Esse papo de herói não é de hoje, isso remonta à Grécia antiga e a sua mitologia que está povoada de heróis como Teseu, Aquiles e Hércules, estes são heróis clássicos que livraram as suas sociedades de um mal iminente. Os heróis de hoje em dia, menciona Mara, não são os mesmos que os de outras épocas; cada período histórico engendra a seus heróis e o herói contemporâneo é muito mais humano que os antigos heróis: é mortal, erra e tem defeitos (não sei se concordo com esta parte), também há um elemento que se adiciona e isto é a perseverança.

Admiramos a perseverança de uma forma idolátrica; as histórias de superação são um grande tema em nossa sociedade: nos emocionamos, enaltecemos e respeitamos aqueles que foram capazes de superar um longo período de sofrimento e de adversidades. Não é atoa que a maior parte das pessoas que atravessaram um evento difícil e conquistaram algo (como escalar o Everest, cruzar o mundo de navio ou coisas assim) virem palestrantes por todo o mundo e enchem plateias.
O fato é: nossa sociedade é fugaz, tem tanta coisa rolando por ai, tantos estímulos, interesses, parece que tudo se desliza pelos dedos, o tédio nos domina e mudamos o tempo todo, nos exasperamos ao mais mínimo desconforto, é realmente dificil perseverar em um único objetivo com tantas opções; naturalmente, quando aparece um ser que se dedica e que atravessa obstáculos que requerem um esforço descomedido nossa reação é de adorar a esta pessoa, pois ela é distinta, e quando ela obtém um resultado deste esforço, então lhe damos a capa do herói.
A perseverança está também ligada à glória: perseverar é o caminho a um sucesso ou à tentativa dele, a glória é a materialização desse sucesso. Perseverar é o processo, o resultado é certeza da glória. Esta jornada do herói que persevera e chega à glória é a jornada do atleta de nosso tempo. Os heróis de nossa época se encontram entre os gramados e que outro exemplo melhor de perseverança para pensarmos do que o “the little boy from Rosario, Argentina”: Lionel Messi.

Messi, D10S argentino
Esses dias o Messi estava em Buenos Aires e foi comer em um restaurante. Ao tentar sair, havia uma multidão de pessoas esperando por ele; cantavam, gritavam, tiravam fotos e esperavam ao ídolo da seleção argentina sair para poder chegar mais próximo a ele e para quem sabe tocá-lo.
Mas o que é essa tara de encostar em outro ser humano?
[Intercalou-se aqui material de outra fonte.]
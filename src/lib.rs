/// This crate is a content-similarity and clustering engine for movie catalogs.
pub mod error;
pub mod model;

/// Model
/// The top-level value of this crate: the immutable result of one build over
/// a deduplicated catalog. It holds the vocabulary, the unit-normalized
/// TF-IDF document-term matrix, the full pairwise similarity matrix, the
/// K-Means cluster assignment, and the title index the query layer resolves
/// through.
///
/// Build once per corpus with `Model::build`, query it freely from any
/// thread, and rebuild from scratch when the corpus changes. Because a
/// `Model` is a plain value with no global state, several can coexist (e.g.
/// one per test, or old-and-new during a rebuild-then-swap).
///
/// # Queries
/// - `similar` / `similar_with_limit`: ranked most-similar titles
/// - `cluster_of`: an item's cluster label and cluster-mates
/// - `pair_similarity`: the cosine score of two named items
///
/// # Serialization
/// Not directly; detach a `ModelSnapshot` with `Model::snapshot`.
pub use model::Model;

/// Model Configuration
/// Builder-style knobs for `Model::build`: stop-word policy, cluster count,
/// clustering seed, default top-K, optional document-frequency pruning
/// bounds, and the clustering iteration cap.
pub use model::ModelConfig;

/// Item Record
/// One catalog entry: the unique title plus the four text attributes
/// (genres, overview, cast, director) the vector space is built from. All
/// attributes default to the empty string, never null.
pub use model::corpus::ItemRecord;

/// Search Hits and Hit Entry structures
/// Data structures for ranked similarity results.
/// - `Hits`: an ordered list of results, best first
/// - `HitEntry`: a single result, carrying the canonical title and its score
pub use model::query::{HitEntry, Hits};

/// Cluster View
/// The answer to a cluster query: the item's label and its cluster-mates in
/// corpus order (the item itself excluded).
pub use model::query::ClusterView;

/// K-Means Cluster Engine
/// Seeded centroid-based clustering over the document-term matrix, with
/// k-means++ initialization and a bounded iteration count. Normally driven
/// by `Model::build`; exposed for callers that want to re-cluster an
/// existing matrix with different parameters.
pub use model::cluster::{ClusterAssignment, KMeans};

/// Vocabulary
/// The ordered term → dimension map derived from the corpus at build time,
/// with per-term document frequencies and smoothed IDF weights. Fixed after
/// the build; unknown terms simply contribute nothing.
pub use model::vocab::{DfBounds, Vocabulary};

/// Document-Term Matrix
/// One unit-normalized sparse TF-IDF row per item, in corpus order. Shared,
/// read-only, by the similarity and cluster engines.
pub use model::tfidf::{SparseRow, TfidfMatrix};

/// Similarity Matrix
/// The full pairwise cosine-similarity matrix with row, pair, and
/// deterministic top-K queries.
pub use model::similarity::SimilarityMatrix;

/// Stop Words
/// The stop-word policy (built-in English list, custom list, or disabled)
/// and the materialized lookup set used during vocabulary construction.
pub use model::stopwords::{StopWordPolicy, StopWords};

/// Model Snapshot
/// A reference-free serializable twin of `Model` with CBOR encode/decode
/// helpers; `into_model` reconstitutes a queryable model.
pub use model::snapshot::ModelSnapshot;

/// Error taxonomy
/// `TitleNotFound` is the expected structured miss for unresolvable titles;
/// `Snapshot` wraps codec failures. The engine itself never panics on user
/// input.
pub use error::{ModelError, Result};
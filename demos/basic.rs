use cinematch::{ItemRecord, Model, ModelConfig};

fn main() {
    // build catalog
    let items = vec![
        ItemRecord::new("Inception")
            .with_genres("Sci-Fi Thriller")
            .with_overview("A thief steals secrets through dream-sharing")
            .with_cast("DiCaprio Page Hardy")
            .with_director("Nolan"),
        ItemRecord::new("Interstellar")
            .with_genres("Sci-Fi Drama")
            .with_overview("Explorers travel through a wormhole to save humanity")
            .with_cast("McConaughey Hathaway")
            .with_director("Nolan"),
        ItemRecord::new("Heat")
            .with_genres("Crime Thriller")
            .with_overview("A crew of thieves is hunted by a detective")
            .with_cast("Pacino De Niro")
            .with_director("Mann"),
        ItemRecord::new("Before Sunrise")
            .with_genres("Romance Drama")
            .with_overview("Two strangers share one night of conversation")
            .with_cast("Hawke Delpy")
            .with_director("Linklater"),
    ];

    let model = Model::build(items, ModelConfig::default().with_clusters(2));

    // lookup is case-insensitive
    let hits = model.similar("inception").expect("title is in the catalog");
    println!("similar to Inception:\n{hits}");

    let view = model.cluster_of("Inception").expect("title is in the catalog");
    println!("cluster {} mates: {:?}", view.label, view.members);

    let score = model
        .pair_similarity("Inception", "Interstellar")
        .expect("titles are in the catalog");
    println!("Inception / Interstellar similarity: {score:.4}");
}
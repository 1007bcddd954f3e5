use indexmap::IndexMap;
use serde::{Deserialize, Serialize};

/// One catalog entry: a title plus the four text attributes the vector
/// space is built from.
///
/// Every attribute is a plain `String` defaulting to empty — absent source
/// columns become `""` at load time, never `None`. The title is the item's
/// identity; its canonical (case-sensitive) form is what queries return.
#[derive(Debug, Clone, Default, PartialEq, Eq, Serialize, Deserialize)]
pub struct ItemRecord {
    pub title: String,
    #[serde(default)]
    pub genres: String,
    #[serde(default)]
    pub overview: String,
    #[serde(default)]
    pub cast: String,
    #[serde(default)]
    pub director: String,
}

impl ItemRecord {
    pub fn new(title: impl Into<String>) -> Self {
        ItemRecord {
            title: title.into(),
            ..Default::default()
        }
    }

    pub fn with_genres(mut self, genres: impl Into<String>) -> Self {
        self.genres = genres.into();
        self
    }

    pub fn with_overview(mut self, overview: impl Into<String>) -> Self {
        self.overview = overview.into();
        self
    }

    pub fn with_cast(mut self, cast: impl Into<String>) -> Self {
        self.cast = cast.into();
        self
    }

    pub fn with_director(mut self, director: impl Into<String>) -> Self {
        self.director = director.into();
        self
    }

    /// The text the vectorizer sees: genres, overview, cast, director,
    /// whitespace-joined in that fixed order.
    pub fn combined_text(&self) -> String {
        format!(
            "{} {} {} {}",
            self.genres, self.overview, self.cast, self.director
        )
    }
}

/// Drop records whose title was already seen, keeping the first occurrence.
///
/// Runs before row indices are assigned, so the surviving order is the
/// corpus order every downstream structure refers to. Comparison is
/// case-sensitive: "Heat" and "HEAT" are distinct canonical titles.
pub fn dedup_keep_first(items: Vec<ItemRecord>) -> Vec<ItemRecord> {
    let mut seen: IndexMap<String, ()> = IndexMap::with_capacity(items.len());
    let mut out = Vec::with_capacity(items.len());
    for item in items {
        if seen.insert(item.title.clone(), ()).is_none() {
            out.push(item);
        }
    }
    out
}

/// Title → row lookup, with a case-folded secondary index.
///
/// Built once from the deduplicated catalog and never mutated. The primary
/// map is bijective with the item list; the folded map keeps the first
/// occurrence when two canonical titles collide after lowercasing.
#[derive(Debug, Clone, Default)]
pub struct TitleIndex {
    by_title: IndexMap<String, usize>,
    by_folded: IndexMap<String, usize>,
}

impl TitleIndex {
    pub fn build(items: &[ItemRecord]) -> Self {
        let mut by_title = IndexMap::with_capacity(items.len());
        let mut by_folded = IndexMap::with_capacity(items.len());
        for (row, item) in items.iter().enumerate() {
            by_title.insert(item.title.clone(), row);
            by_folded.entry(item.title.to_lowercase()).or_insert(row);
        }
        Self {
            by_title,
            by_folded,
        }
    }

    /// Resolve a title to its row: exact canonical match first, then the
    /// case-folded index.
    pub fn resolve(&self, title: &str) -> Option<usize> {
        if let Some(&row) = self.by_title.get(title) {
            return Some(row);
        }
        self.by_folded.get(&title.to_lowercase()).copied()
    }

    pub fn len(&self) -> usize {
        self.by_title.len()
    }

    pub fn is_empty(&self) -> bool {
        self.by_title.is_empty()
    }
}
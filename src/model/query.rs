use std::fmt;

use serde::{Deserialize, Serialize};

use crate::error::{ModelError, Result};

use super::Model;

/// A single ranked result: the canonical title and its similarity score.
#[derive(Debug, Clone, PartialEq, Serialize, Deserialize)]
pub struct HitEntry {
    pub title: String,
    pub score: f64,
}

/// Ranked similarity results, best first.
#[derive(Debug, Clone, Default, PartialEq, Serialize, Deserialize)]
pub struct Hits {
    pub list: Vec<HitEntry>,
}

impl Hits {
    pub fn len(&self) -> usize {
        self.list.len()
    }

    pub fn is_empty(&self) -> bool {
        self.list.is_empty()
    }

    pub fn titles(&self) -> impl Iterator<Item = &str> {
        self.list.iter().map(|hit| hit.title.as_str())
    }
}

impl fmt::Display for Hits {
    fn fmt(&self, f: &mut fmt::Formatter<'_>) -> fmt::Result {
        for hit in &self.list {
            writeln!(f, "{:.6}\t{}", hit.score, hit.title)?;
        }
        Ok(())
    }
}

/// An item's cluster: the label plus the other members, in corpus order.
#[derive(Debug, Clone, PartialEq, Eq, Serialize, Deserialize)]
pub struct ClusterView {
    pub label: usize,
    pub members: Vec<String>,
}

/// The query layer. All operations are pure reads over the built
/// structures; an unresolvable title comes back as
/// [`ModelError::TitleNotFound`], never a panic.
impl Model {
    fn resolve(&self, title: &str) -> Result<usize> {
        self.index
            .resolve(title)
            .ok_or_else(|| ModelError::not_found(title))
    }

    /// The `default_top_k` most similar items to `title`.
    pub fn similar(&self, title: &str) -> Result<Hits> {
        self.similar_with_limit(title, self.config.default_top_k())
    }

    /// The `k` most similar items to `title` (score descending, ties by
    /// corpus order, the item itself excluded).
    pub fn similar_with_limit(&self, title: &str, k: usize) -> Result<Hits> {
        let row = self.resolve(title)?;
        let list = self
            .similarity
            .top_k(row, k)
            .into_iter()
            .map(|(j, score)| HitEntry {
                title: self.items[j].title.clone(),
                score,
            })
            .collect();
        Ok(Hits { list })
    }

    /// The item's cluster label and its cluster-mates.
    pub fn cluster_of(&self, title: &str) -> Result<ClusterView> {
        let row = self.resolve(title)?;
        let label = self.clusters.label_of(row);
        let members = self
            .clusters
            .members_of(label)
            .into_iter()
            .filter(|&j| j != row)
            .map(|j| self.items[j].title.clone())
            .collect();
        Ok(ClusterView { label, members })
    }

    /// Cosine similarity between two named items, in [0, 1].
    pub fn pair_similarity(&self, title_a: &str, title_b: &str) -> Result<f64> {
        let a = self.resolve(title_a)?;
        let b = self.resolve(title_b)?;
        Ok(self.similarity.pair(a, b))
    }
}
use rayon::prelude::*;
use serde::{Deserialize, Serialize};

use super::tfidf::TfidfMatrix;

/// The full pairwise similarity matrix: dense, square, symmetric, cells in
/// [0, 1].
///
/// Cell (i, j) is the dot product of rows i and j of the document-term
/// matrix. Rows arrive unit-normalized from the vectorizer, so the dot
/// product *is* cosine similarity — that precondition is asserted in debug
/// builds instead of re-normalizing on every build. Zero-norm rows score
/// 0.0 against everything, themselves included.
#[derive(Debug, Clone, Default, PartialEq, Serialize, Deserialize)]
pub struct SimilarityMatrix {
    n: usize,
    cells: Vec<f64>,
}

impl SimilarityMatrix {
    /// Compute all N² pairwise scores, one rayon task per row. Each task
    /// writes a disjoint row, so the result is deterministic regardless of
    /// thread count.
    pub fn build(matrix: &TfidfMatrix) -> Self {
        #[cfg(debug_assertions)]
        for row in matrix.rows() {
            let norm = row.norm();
            debug_assert!(
                row.is_zero() || (norm - 1.0).abs() < 1e-9,
                "similarity engine fed non-normalized row (norm = {norm})"
            );
        }

        let n = matrix.len();
        let rows: Vec<Vec<f64>> = (0..n)
            .into_par_iter()
            .map(|i| {
                let row_i = matrix.row(i);
                (0..n)
                    .map(|j| row_i.dot(matrix.row(j)).min(1.0))
                    .collect()
            })
            .collect();

        let mut cells = Vec::with_capacity(n * n);
        for row in rows {
            cells.extend(row);
        }
        SimilarityMatrix { n, cells }
    }

    /// Number of items (the matrix is `len × len`).
    pub fn len(&self) -> usize {
        self.n
    }

    pub fn is_empty(&self) -> bool {
        self.n == 0
    }

    pub fn row(&self, i: usize) -> &[f64] {
        &self.cells[i * self.n..(i + 1) * self.n]
    }

    #[inline]
    pub fn pair(&self, i: usize, j: usize) -> f64 {
        self.cells[i * self.n + j]
    }

    /// The K most similar rows to `i`: scores descending, ties broken by
    /// ascending row index, `i` itself excluded. Returns at most
    /// `min(k, N − 1)` entries; with no other rows the result is empty.
    pub fn top_k(&self, i: usize, k: usize) -> Vec<(usize, f64)> {
        if self.n <= 1 || k == 0 {
            return Vec::new();
        }
        let mut scored: Vec<(usize, f64)> = self
            .row(i)
            .iter()
            .copied()
            .enumerate()
            .filter(|&(j, _)| j != i)
            .collect();
        scored.sort_by(|a, b| b.1.total_cmp(&a.1).then_with(|| a.0.cmp(&b.0)));
        scored.truncate(k);
        scored
    }
}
O que terá Messi que faz com que as pessoas se espremam sem quase respirar para aproximar-se a ele? Que percam o tempo precioso da vida delas para ver outra pessoa passar a alguns metros delas e que esta pessoa sequer perceba a presença dela? O que faz com que o ser humano se dilua totalmente, que se coloque na posição de objeto observador, invisível, em uma massa de outros indivíduos?
Pensemos na palavra “adoração” com suas duas acepções: 1. render culto à divindade e 2. amar extremosamente. O que sentimos por Messi e por estes heróis que adoramos é amor, os amamos por uma identificação que eles nos fazem termos com aquilo que há de mais interno em nós mesmos, por que parecem unificar algo em nosso ser.
Quando falo que o Messi nos faz sentir uma unificação em nosso ser falo na plasticidade do herói que realiza feitos sobre-humanos mas que consegue mesmo assim alcançar o povo e passar sua lição de vida por meio do seu exemplo, ele não se coloca em um plano divino, inalcançável, mas sim como “aquele que conseguiu vencer limitações históricas pessoais e locais alcançando formas normalmente válidas, humanas.” (Campbell, J.)
O interessante é que sua heroicidade construída socialmente brinda informações importantes sobre qual é o tipo de herói que nossa sociedade demanda.
Mas os heróis nos salvam?
O herói é aquele que possui uma característica diferente do resto das pessoas: a sua habilidade única lhe permite ser transformador em sua sociedade e proporcionar alegria às pessoas, segurança, a sensação de unidade que Mara menciona e algo muito interessante, que é que o herói é aquele que nos salva de uma condição angustiante.
Mas como um jogador de futebol pode salvar às pessoas? E do que?
A ideia de salvação está envolvida com a nossa condição humana mortal; para mim, nossa vida já parece ser um motivo suficiente para precisarmos ser salvos. Salvar-se também é escapar: imaginem uma existência na qual não pudéssemos escapar deste movimento rumo a um precipício, que não houvessem coisas como a arte, o amor e a felicidade: estas são as grandes salvações da condição atroz na qual nos colocaram.
A parada da salvação vista como escape pode ser considerada uma alienação, um alheamento da realidade cruel que nos é deparada pela frieza dos dias de trabalho, responsabilidades e compromissos que não nos evocam esta sensação de liberdade e êxtase, e como não querer escapar a isto?
Eu sei que esse papo de ser salvo parece papo de literatura, um herói redentor que nos salve dos males da vida é um ótimo roteiro pra um filme clichê da Marvel ou coisas assim. O teto é que esse negócio pegou, os clichês pegam, e as pessoas de fato atribuem aos heróis esta possibilidade de salvação por um herói, lhes dão um valor tão grande que sua pessoalidade se dilui. Eu já ouvi alguém dizer: “O Messi vai salvar nosso país” em alguma conversa descompromissada com amigos.
O pai do Borges, meu escritor favorito, certa vez lhe disse o seguinte: “Ninguém pode salvar a ninguém, somente tu pode te salvar” e isto é: não espere que alguém te jogue uma corda para te salvar, tu sozinho procura as ferramentas, procura amar-te até te libertar, a possibilidade de redenção está em teus feitos e não nos do herói redentor.
A tentativa é de cada um ser o próprio herói de sua vida, esse é o desafio.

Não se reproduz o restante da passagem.